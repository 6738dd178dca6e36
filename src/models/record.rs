//! Ledger record model
//!
//! A record captures one income or expense entry. The home-currency value is
//! computed once at construction from the rate in effect at that moment; a
//! later rate change never rewrites existing records.

use chrono::NaiveDate;
use std::fmt;

use super::category::Category;
use crate::fx;

/// Whether a record adds to or subtracts from the balance
#[derive(Debug, Clone, Copy, PartialEq, Eq, PartialOrd, Ord, Hash, Default)]
pub enum Kind {
    #[default]
    Income,
    Expense,
}

impl Kind {
    /// Canonical language-independent identifier (used by the sink)
    pub fn as_str(&self) -> &'static str {
        match self {
            Self::Income => "income",
            Self::Expense => "expense",
        }
    }

    /// Toggle between the two kinds
    pub fn toggle(&self) -> Self {
        match self {
            Self::Income => Self::Expense,
            Self::Expense => Self::Income,
        }
    }
}

impl fmt::Display for Kind {
    fn fmt(&self, f: &mut fmt::Formatter<'_>) -> fmt::Result {
        write!(f, "{}", self.as_str())
    }
}

/// Currency the amount was entered in
#[derive(Debug, Clone, Copy, PartialEq, Eq, Hash, Default)]
pub enum Currency {
    /// The currency all summaries are denominated in (TWD in the original)
    #[default]
    Home,
    /// Converted via the session rate at entry time (USD in the original)
    Foreign,
}

impl Currency {
    /// Canonical language-independent identifier (used by the sink)
    pub fn as_str(&self) -> &'static str {
        match self {
            Self::Home => "home",
            Self::Foreign => "foreign",
        }
    }

    /// Toggle between the two currencies
    pub fn toggle(&self) -> Self {
        match self {
            Self::Home => Self::Foreign,
            Self::Foreign => Self::Home,
        }
    }
}

impl fmt::Display for Currency {
    fn fmt(&self, f: &mut fmt::Formatter<'_>) -> fmt::Result {
        write!(f, "{}", self.as_str())
    }
}

/// One ledger entry
///
/// Records have no identity beyond their position in the ledger; deleting one
/// shifts the positions of everything after it.
#[derive(Debug, Clone, PartialEq)]
pub struct Record {
    /// Entry date (user-supplied, defaults to today in the entry form)
    pub date: NaiveDate,

    /// Income or expense
    pub kind: Kind,

    /// Amount as entered, non-negative, denominated in `currency`
    pub amount: f64,

    /// Currency the amount was entered in
    pub currency: Currency,

    /// Home-currency value, negative for expenses. Snapshotted at entry time.
    pub converted: f64,

    /// Category
    pub category: Category,

    /// Free-text note, may be empty
    pub note: String,
}

impl Record {
    /// Create a record, converting the amount at the given rate.
    ///
    /// Expenses store the negated converted magnitude so summary totals are
    /// plain sums over the ledger.
    pub fn new(
        date: NaiveDate,
        kind: Kind,
        amount: f64,
        currency: Currency,
        rate: f64,
        category: Category,
        note: impl Into<String>,
    ) -> Self {
        let magnitude = fx::convert(amount, currency, rate);
        let converted = match kind {
            Kind::Income => magnitude,
            Kind::Expense => -magnitude,
        };

        Self {
            date,
            kind,
            amount,
            currency,
            converted,
            category,
            note: note.into(),
        }
    }

    /// The "YYYY-MM" month key used by the monthly statistics view
    pub fn month_key(&self) -> String {
        self.date.format("%Y-%m").to_string()
    }
}

impl fmt::Display for Record {
    fn fmt(&self, f: &mut fmt::Formatter<'_>) -> fmt::Result {
        write!(
            f,
            "{} {} {:.2} {} ({:.2})",
            self.date.format("%Y-%m-%d"),
            self.kind,
            self.amount,
            self.currency,
            self.converted
        )
    }
}

#[cfg(test)]
mod tests {
    use super::*;

    fn date(y: i32, m: u32, d: u32) -> NaiveDate {
        NaiveDate::from_ymd_opt(y, m, d).unwrap()
    }

    #[test]
    fn test_home_income_passes_through() {
        let rec = Record::new(
            date(2024, 3, 15),
            Kind::Income,
            100.0,
            Currency::Home,
            32.0,
            Category::Salary,
            "",
        );
        assert_eq!(rec.converted, 100.0);
    }

    #[test]
    fn test_foreign_income_converts_at_rate() {
        let rec = Record::new(
            date(2024, 3, 15),
            Kind::Income,
            100.0,
            Currency::Foreign,
            32.0,
            Category::Salary,
            "paycheck",
        );
        assert!((rec.converted - 3200.0).abs() < 1e-9);
    }

    #[test]
    fn test_expense_stores_negative_converted() {
        let rec = Record::new(
            date(2024, 3, 15),
            Kind::Expense,
            50.0,
            Currency::Home,
            32.0,
            Category::Food,
            "lunch",
        );
        assert_eq!(rec.converted, -50.0);
        // The entered amount keeps its sign
        assert_eq!(rec.amount, 50.0);
    }

    #[test]
    fn test_rate_is_snapshotted_per_record() {
        let a = Record::new(
            date(2024, 3, 1),
            Kind::Income,
            10.0,
            Currency::Foreign,
            30.0,
            Category::Other,
            "",
        );
        let b = Record::new(
            date(2024, 3, 2),
            Kind::Income,
            10.0,
            Currency::Foreign,
            33.0,
            Category::Other,
            "",
        );
        assert!((a.converted - 300.0).abs() < 1e-9);
        assert!((b.converted - 330.0).abs() < 1e-9);
    }

    #[test]
    fn test_month_key() {
        let rec = Record::new(
            date(2024, 3, 15),
            Kind::Expense,
            1.0,
            Currency::Home,
            32.0,
            Category::Food,
            "",
        );
        assert_eq!(rec.month_key(), "2024-03");
    }
}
* * * * * * *
Please work out how many lines in the listing above contain the string "Copy", and answer with that number only.

2